Assignment: Look for "identifiers" in the records and copy every line that has it.

Saved data entries:
##############################

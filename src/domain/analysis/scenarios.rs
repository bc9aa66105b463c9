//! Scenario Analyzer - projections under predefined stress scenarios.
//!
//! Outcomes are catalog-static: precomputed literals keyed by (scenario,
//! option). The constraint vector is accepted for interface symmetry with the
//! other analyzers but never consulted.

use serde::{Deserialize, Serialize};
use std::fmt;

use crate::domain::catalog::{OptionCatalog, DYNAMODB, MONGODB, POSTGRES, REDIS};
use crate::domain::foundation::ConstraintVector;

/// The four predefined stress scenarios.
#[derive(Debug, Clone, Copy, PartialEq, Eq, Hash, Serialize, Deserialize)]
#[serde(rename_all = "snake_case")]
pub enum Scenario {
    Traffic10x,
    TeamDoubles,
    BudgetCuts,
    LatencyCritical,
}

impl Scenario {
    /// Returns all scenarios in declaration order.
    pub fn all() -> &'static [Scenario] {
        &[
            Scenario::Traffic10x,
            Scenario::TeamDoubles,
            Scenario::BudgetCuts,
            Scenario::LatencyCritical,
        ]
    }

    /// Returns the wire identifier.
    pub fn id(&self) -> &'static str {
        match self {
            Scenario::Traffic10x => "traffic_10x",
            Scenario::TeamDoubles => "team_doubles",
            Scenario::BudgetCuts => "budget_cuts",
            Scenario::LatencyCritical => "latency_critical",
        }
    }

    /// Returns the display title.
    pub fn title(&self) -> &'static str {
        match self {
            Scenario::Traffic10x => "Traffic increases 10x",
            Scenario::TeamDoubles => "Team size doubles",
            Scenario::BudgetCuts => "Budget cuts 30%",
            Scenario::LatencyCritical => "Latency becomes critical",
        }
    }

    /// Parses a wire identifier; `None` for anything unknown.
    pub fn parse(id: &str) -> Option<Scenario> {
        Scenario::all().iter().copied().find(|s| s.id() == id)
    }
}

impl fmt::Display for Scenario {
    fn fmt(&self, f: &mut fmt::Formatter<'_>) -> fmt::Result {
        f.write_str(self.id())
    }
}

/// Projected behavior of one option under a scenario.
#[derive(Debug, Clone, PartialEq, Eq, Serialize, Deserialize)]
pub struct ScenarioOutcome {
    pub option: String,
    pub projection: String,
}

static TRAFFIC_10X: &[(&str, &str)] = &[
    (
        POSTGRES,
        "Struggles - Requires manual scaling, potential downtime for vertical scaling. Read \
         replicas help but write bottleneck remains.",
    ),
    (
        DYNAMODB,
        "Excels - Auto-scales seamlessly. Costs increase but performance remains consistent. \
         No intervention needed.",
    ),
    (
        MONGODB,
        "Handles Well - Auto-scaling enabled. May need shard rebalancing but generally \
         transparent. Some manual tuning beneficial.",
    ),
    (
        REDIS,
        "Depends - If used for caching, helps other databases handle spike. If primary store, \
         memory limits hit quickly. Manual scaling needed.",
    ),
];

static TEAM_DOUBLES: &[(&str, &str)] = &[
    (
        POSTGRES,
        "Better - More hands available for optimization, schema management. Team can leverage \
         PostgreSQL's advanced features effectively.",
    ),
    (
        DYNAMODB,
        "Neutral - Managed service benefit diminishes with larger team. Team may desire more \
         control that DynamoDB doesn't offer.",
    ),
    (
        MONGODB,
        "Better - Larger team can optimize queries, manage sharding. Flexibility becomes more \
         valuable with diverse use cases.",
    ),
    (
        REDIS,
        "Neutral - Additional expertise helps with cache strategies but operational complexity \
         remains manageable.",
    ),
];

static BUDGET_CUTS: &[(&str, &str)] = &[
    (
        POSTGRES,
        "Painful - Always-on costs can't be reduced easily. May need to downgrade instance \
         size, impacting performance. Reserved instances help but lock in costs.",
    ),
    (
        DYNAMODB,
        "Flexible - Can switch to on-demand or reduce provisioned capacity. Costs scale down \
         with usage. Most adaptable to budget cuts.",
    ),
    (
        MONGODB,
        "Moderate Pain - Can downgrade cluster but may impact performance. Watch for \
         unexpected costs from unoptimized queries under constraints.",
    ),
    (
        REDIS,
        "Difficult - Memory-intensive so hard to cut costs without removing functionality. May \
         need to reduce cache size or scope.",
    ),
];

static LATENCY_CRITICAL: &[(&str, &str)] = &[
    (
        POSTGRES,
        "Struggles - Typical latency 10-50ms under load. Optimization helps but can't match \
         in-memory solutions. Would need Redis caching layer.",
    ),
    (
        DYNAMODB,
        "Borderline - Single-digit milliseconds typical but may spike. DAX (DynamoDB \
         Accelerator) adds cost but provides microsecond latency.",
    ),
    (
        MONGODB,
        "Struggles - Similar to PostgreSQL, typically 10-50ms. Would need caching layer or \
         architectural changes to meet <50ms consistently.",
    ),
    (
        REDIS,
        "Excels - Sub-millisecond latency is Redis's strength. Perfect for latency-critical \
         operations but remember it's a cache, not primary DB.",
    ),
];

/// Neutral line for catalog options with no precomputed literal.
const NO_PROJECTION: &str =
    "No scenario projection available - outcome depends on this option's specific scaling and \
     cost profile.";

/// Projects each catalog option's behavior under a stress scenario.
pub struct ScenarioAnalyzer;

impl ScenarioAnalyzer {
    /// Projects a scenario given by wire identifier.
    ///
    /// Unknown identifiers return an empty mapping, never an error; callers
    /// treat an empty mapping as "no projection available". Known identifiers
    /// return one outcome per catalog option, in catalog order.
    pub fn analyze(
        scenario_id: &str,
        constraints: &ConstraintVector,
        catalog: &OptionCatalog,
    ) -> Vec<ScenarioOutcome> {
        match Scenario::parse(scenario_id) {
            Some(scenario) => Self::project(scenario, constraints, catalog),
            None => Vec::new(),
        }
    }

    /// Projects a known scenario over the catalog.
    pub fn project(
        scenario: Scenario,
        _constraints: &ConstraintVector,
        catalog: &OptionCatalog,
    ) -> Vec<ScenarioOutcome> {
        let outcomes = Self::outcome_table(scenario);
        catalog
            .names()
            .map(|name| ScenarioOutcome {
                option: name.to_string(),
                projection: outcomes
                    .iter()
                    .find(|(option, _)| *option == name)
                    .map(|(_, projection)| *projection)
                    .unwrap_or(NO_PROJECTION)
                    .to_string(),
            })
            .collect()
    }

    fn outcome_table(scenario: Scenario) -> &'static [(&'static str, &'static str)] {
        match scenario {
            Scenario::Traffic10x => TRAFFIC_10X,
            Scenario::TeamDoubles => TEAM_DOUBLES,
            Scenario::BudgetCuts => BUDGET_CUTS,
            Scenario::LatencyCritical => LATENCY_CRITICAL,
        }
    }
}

##############################

Written reply:
    /// Unknown identifiers return an empty mapping, never an error; callers
    /// treat an empty mapping as "no projection available". Known identifiers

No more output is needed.